In 2013, Harrison became faculty at Carnegie Mellon University, founding the Future Interfaces Group within the Human–Computer Interaction Institute.

==Research==
Harrison broadly investigates novel sensing and interface technologies, especially those "that empower people to interact with small devices in big ways". He is best known for his research into ubiquitous and wearable computing, where computation escapes the confines of today's small, rectangular screens, and spills interactivity out onto everyday surfaces, such as walls, countertops and furniture. This research thread dates back to 2008, starting with Scratch Input appropriating walls and tables as ad hoc input surfaces. Insights from this work, especially the vibroacoustic propagation of touch inputs, led to Skinput being developed while Harrison was interning at Microsoft Research. Skinput was the first on-body system to demonstrate touch input and coordinated projected graphics without the need to instrument the hands. This research was followed shortly after by OmniTouch, also at Microsoft Research.

More recently, Harrison has been conducting research at the Future Interfaces Group in the Human Computer Interaction department of CMU. In 2016, Harrison presented 3 topics at the ACM Symposium on User Interface Software and Technology (UIST) through Future Interfaces Group. These topics were: using a high speed mode of a smartwatch's accelerometer to acquire and interpret acoustic samples at 4000 samples per second, using electrical impedance sensing to create a real-time hand gesture sensor, and using infrared sensors on a smartwatch to recognize and utilize hand gestures made on the skin directly around the smartwatch. In 2017, Robert Xiao, an HCII PhD student, along with Harrison and Scott Hudson, his advisors, created Desktopography, an interactive multi-touch interface that is projected onto a desktop surface. Inspired by the Xerox PARC DigitalDesk, one of the first digitally augmented desks of its time, Desktopography explores the possibilities of virtual-physical interactions and deals with how to best create a user-friendly interface which has to navigate around various, constantly moved objects, as commonly found on one's desktop surface.

==Other activities==
Harrison co-developed and co-wrote Crash Course Computer Science, a PBS Digital Studios-funded educational series hosted on YouTube, with his partner, Amy Ogan. This project was initiated following a discussion between Harrison and John Green at the World Economic Forum in 2016, where both were guest speakers.

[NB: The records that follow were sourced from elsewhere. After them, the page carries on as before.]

/// Ranking, deduplication and the named score views
use serde::Serialize;
use std::collections::HashSet;

use super::types::{ScoredPool, SourceScope};

pub const TOP_LIMIT: usize = 10;
pub const ALL_TOP_LIMIT: usize = 20;
pub const CATEGORY_LIMIT: usize = 15;
pub const HIGH_APR_LIMIT: usize = 20;
/// Percent
pub const HIGH_APR_THRESHOLD: f64 = 30.0;
pub const LOW_RISK_MAX_VOLATILITY: f64 = 0.5;
pub const LOW_RISK_MIN_TVL: f64 = 30_000.0;

/// Name markers of USD-pegged assets
const USD_MARKERS: &[&str] = &["usdc", "usdt", "usd", "usd1"];
/// Name markers of stable pools (USD markers plus "stable")
const STABLE_MARKERS: &[&str] = &["usdc", "usdt", "usd", "usd1", "stable"];

/// Sort by score (descending, stable for ties) and keep the first entry per address
pub fn rank_and_dedupe(mut pools: Vec<ScoredPool>) -> Vec<ScoredPool> {
    pools.sort_by(|a, b| b.score.total_cmp(&a.score));

    let mut seen = HashSet::new();
    pools.retain(|p| seen.insert(p.pool.pool_address.clone()));
    pools
}

fn name_contains_any(pool: &ScoredPool, markers: &[&str]) -> bool {
    let name = pool.pool.name.to_lowercase();
    markers.iter().any(|m| name.contains(m))
}

pub fn top(ranked: &[ScoredPool], limit: usize) -> Vec<ScoredPool> {
    ranked.iter().take(limit).cloned().collect()
}

pub fn best_stables(ranked: &[ScoredPool]) -> Vec<ScoredPool> {
    ranked
        .iter()
        .filter(|p| name_contains_any(p, STABLE_MARKERS))
        .take(CATEGORY_LIMIT)
        .cloned()
        .collect()
}

/// Pools without a USD marker; "stable" alone does not exclude a pool
pub fn best_volatile(ranked: &[ScoredPool]) -> Vec<ScoredPool> {
    ranked
        .iter()
        .filter(|p| !name_contains_any(p, USD_MARKERS))
        .take(CATEGORY_LIMIT)
        .cloned()
        .collect()
}

pub fn high_apr(ranked: &[ScoredPool]) -> Vec<ScoredPool> {
    let mut pools: Vec<ScoredPool> = ranked
        .iter()
        .filter(|p| p.pool.apr >= HIGH_APR_THRESHOLD)
        .cloned()
        .collect();
    pools.sort_by(|a, b| b.pool.apr.total_cmp(&a.pool.apr));
    pools.truncate(HIGH_APR_LIMIT);
    pools
}

pub fn low_risk(ranked: &[ScoredPool]) -> Vec<ScoredPool> {
    ranked
        .iter()
        .filter(|p| {
            name_contains_any(p, USD_MARKERS)
                && p.pool.volatility.abs() < LOW_RISK_MAX_VOLATILITY
                && p.pool.tvl > LOW_RISK_MIN_TVL
        })
        .take(CATEGORY_LIMIT)
        .cloned()
        .collect()
}

#[derive(Debug, Clone, Serialize)]
pub struct AllScoresResponse {
    pub count: usize,
    pub top: Vec<ScoredPool>,
    pub all: Vec<ScoredPool>,
}

pub fn all_scores(ranked: Vec<ScoredPool>) -> AllScoresResponse {
    AllScoresResponse {
        count: ranked.len(),
        top: top(&ranked, ALL_TOP_LIMIT),
        all: ranked,
    }
}

// =============================================================================
// NAMED VIEWS
// =============================================================================

#[derive(Debug, Clone, Copy, PartialEq, Eq)]
pub enum ScoreView {
    Top10,
    TopNamed,
    All,
    BestStables,
    BestVolatile,
    HighApr,
    LowRisk,
}

impl ScoreView {
    pub const ALL_VIEWS: [ScoreView; 7] = [
        ScoreView::Top10,
        ScoreView::TopNamed,
        ScoreView::All,
        ScoreView::BestStables,
        ScoreView::BestVolatile,
        ScoreView::HighApr,
        ScoreView::LowRisk,
    ];

    pub fn slug(&self) -> &'static str {
        match self {
            ScoreView::Top10 => "top10",
            ScoreView::TopNamed => "top-named",
            ScoreView::All => "all",
            ScoreView::BestStables => "best-stables",
            ScoreView::BestVolatile => "best-volatile",
            ScoreView::HighApr => "high-apr",
            ScoreView::LowRisk => "low-risk",
        }
    }

    pub fn from_slug(slug: &str) -> Option<Self> {
        Self::ALL_VIEWS.into_iter().find(|v| v.slug() == slug)
    }

    /// `top-named` and `all` rank every source; the other views rank GeckoTerminal listings only
    pub fn scope(&self) -> SourceScope {
        match self {
            ScoreView::TopNamed | ScoreView::All => SourceScope::All,
            _ => SourceScope::GeckoTerminal,
        }
    }

    pub fn apply(&self, ranked: Vec<ScoredPool>) -> ViewResult {
        match self {
            ScoreView::Top10 | ScoreView::TopNamed => ViewResult::Pools(top(&ranked, TOP_LIMIT)),
            ScoreView::All => ViewResult::All(all_scores(ranked)),
            ScoreView::BestStables => ViewResult::Pools(best_stables(&ranked)),
            ScoreView::BestVolatile => ViewResult::Pools(best_volatile(&ranked)),
            ScoreView::HighApr => ViewResult::Pools(high_apr(&ranked)),
            ScoreView::LowRisk => ViewResult::Pools(low_risk(&ranked)),
        }
    }
}

/// Output of a view: a plain list, or the `{count, top, all}` envelope
#[derive(Debug, Clone, Serialize)]
#[serde(untagged)]
pub enum ViewResult {
    Pools(Vec<ScoredPool>),
    All(AllScoresResponse),
}

impl ViewResult {
    /// Pools a caller should display (the `top` slice for the envelope)
    pub fn pools(&self) -> &[ScoredPool] {
        match self {
            ViewResult::Pools(pools) => pools,
            ViewResult::All(all) => &all.top,
        }
    }
}

#[cfg(test)]
mod tests {
    use super::*;
    use crate::pools::types::{Dex, NormalizedPool};
    use serde_json::json;

    fn scored(address: &str, name: &str, score: f64) -> ScoredPool {
        ScoredPool {
            pool: NormalizedPool {
                dex: Dex::Thala,
                name: name.to_string(),
                pool_address: address.to_string(),
                tvl: 50_000.0,
                volume24h: 1_000.0,
                volatility: 0.1,
                apr: 0.0,
                raw: json!({}),
            },
            score,
        }
    }

    fn addresses(pools: &[ScoredPool]) -> Vec<&str> {
        pools.iter().map(|p| p.pool.pool_address.as_str()).collect()
    }

    #[test]
    fn test_rank_sorts_and_keeps_ties_in_order() {
        let ranked = rank_and_dedupe(vec![
            scored("a", "A", 0.1),
            scored("b", "B", 0.5),
            scored("c", "C", 0.5),
            scored("d", "D", 0.9),
        ]);
        assert_eq!(addresses(&ranked), vec!["d", "b", "c", "a"]);
    }

    #[test]
    fn test_dedupe_keeps_highest_score() {
        let ranked = rank_and_dedupe(vec![
            scored("x", "first", 0.2),
            scored("y", "Y", 0.3),
            scored("x", "second", 0.7),
            scored("x", "third", 0.1),
        ]);
        assert_eq!(addresses(&ranked), vec!["x", "y"]);
        assert_eq!(ranked[0].pool.name, "second");
        assert_eq!(ranked[0].score, 0.7);
    }

    #[test]
    fn test_stable_and_volatile_asymmetry() {
        let ranked = vec![
            scored("1", "APT / USDC", 0.9),
            scored("2", "stAPT / APT Stable", 0.8),
            scored("3", "APT / THL", 0.7),
            scored("4", "sUSDe / USDT", 0.6),
        ];
        assert_eq!(addresses(&best_stables(&ranked)), vec!["1", "2", "4"]);
        // "stable" without a USD marker counts on both sides
        assert_eq!(addresses(&best_volatile(&ranked)), vec!["2", "3"]);
    }

    #[test]
    fn test_high_apr_sorted_by_apr() {
        let mut ranked = vec![
            scored("a", "A", 0.9),
            scored("b", "B", 0.8),
            scored("c", "C", 0.7),
        ];
        ranked[0].pool.apr = 30.0;
        ranked[1].pool.apr = 29.99;
        ranked[2].pool.apr = 120.5;
        assert_eq!(addresses(&high_apr(&ranked)), vec!["c", "a"]);
    }

    #[test]
    fn test_low_risk_conditions() {
        let mut ranked = vec![
            scored("ok", "USDC / USDT", 0.9),
            scored("no-marker", "APT / THL", 0.8),
            scored("volatile", "APT / USDC", 0.7),
            scored("small", "USD1 / USDC", 0.6),
        ];
        ranked[2].pool.volatility = -0.5;
        ranked[3].pool.tvl = 30_000.0;
        assert_eq!(addresses(&low_risk(&ranked)), vec!["ok"]);
    }

    #[test]
    fn test_view_limits_and_all_envelope() {
        let ranked: Vec<ScoredPool> = (0..30)
            .map(|i| scored(&i.to_string(), "APT / THL", 1.0 - i as f64 / 100.0))
            .collect();

        assert_eq!(ScoreView::Top10.apply(ranked.clone()).pools().len(), 10);
        assert_eq!(ScoreView::BestVolatile.apply(ranked.clone()).pools().len(), 15);

        match ScoreView::All.apply(ranked) {
            ViewResult::All(all) => {
                assert_eq!(all.count, 30);
                assert_eq!(all.top.len(), 20);
                assert_eq!(all.all.len(), 30);
            }
            other => panic!("unexpected view result: {:?}", other),
        }
    }

    #[test]
    fn test_slugs_round_trip_and_scopes() {
        for view in ScoreView::ALL_VIEWS {
            assert_eq!(ScoreView::from_slug(view.slug()), Some(view));
        }
        assert_eq!(ScoreView::from_slug("nope"), None);
        for view in [
            ScoreView::Top10,
            ScoreView::BestStables,
            ScoreView::BestVolatile,
            ScoreView::HighApr,
            ScoreView::LowRisk,
        ] {
            assert_eq!(view.scope(), SourceScope::GeckoTerminal, "{}", view.slug());
        }
        assert_eq!(ScoreView::TopNamed.scope(), SourceScope::All);
        assert_eq!(ScoreView::All.scope(), SourceScope::All);
    }
}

Along with Robert Xiao and Scott Hudson, colleagues at CMU, he developed Lumitrack, a motion tracking technology which is currently used in video game controllers and in the film industry.

Harrison was also one of the Program Committee Chairs for the 2017 ACM Symposium on User Interface Software and Technology (UIST).

Chris is also an amateur digital artist and sculptor. His artworks have appeared in over 40 books and more than a dozen international galleries. Notable among these appearances were showings at the Triennale di Milano in Milan, Italy (2014), and the Biennale Internationale Design in Saint-Étienne, France (2010).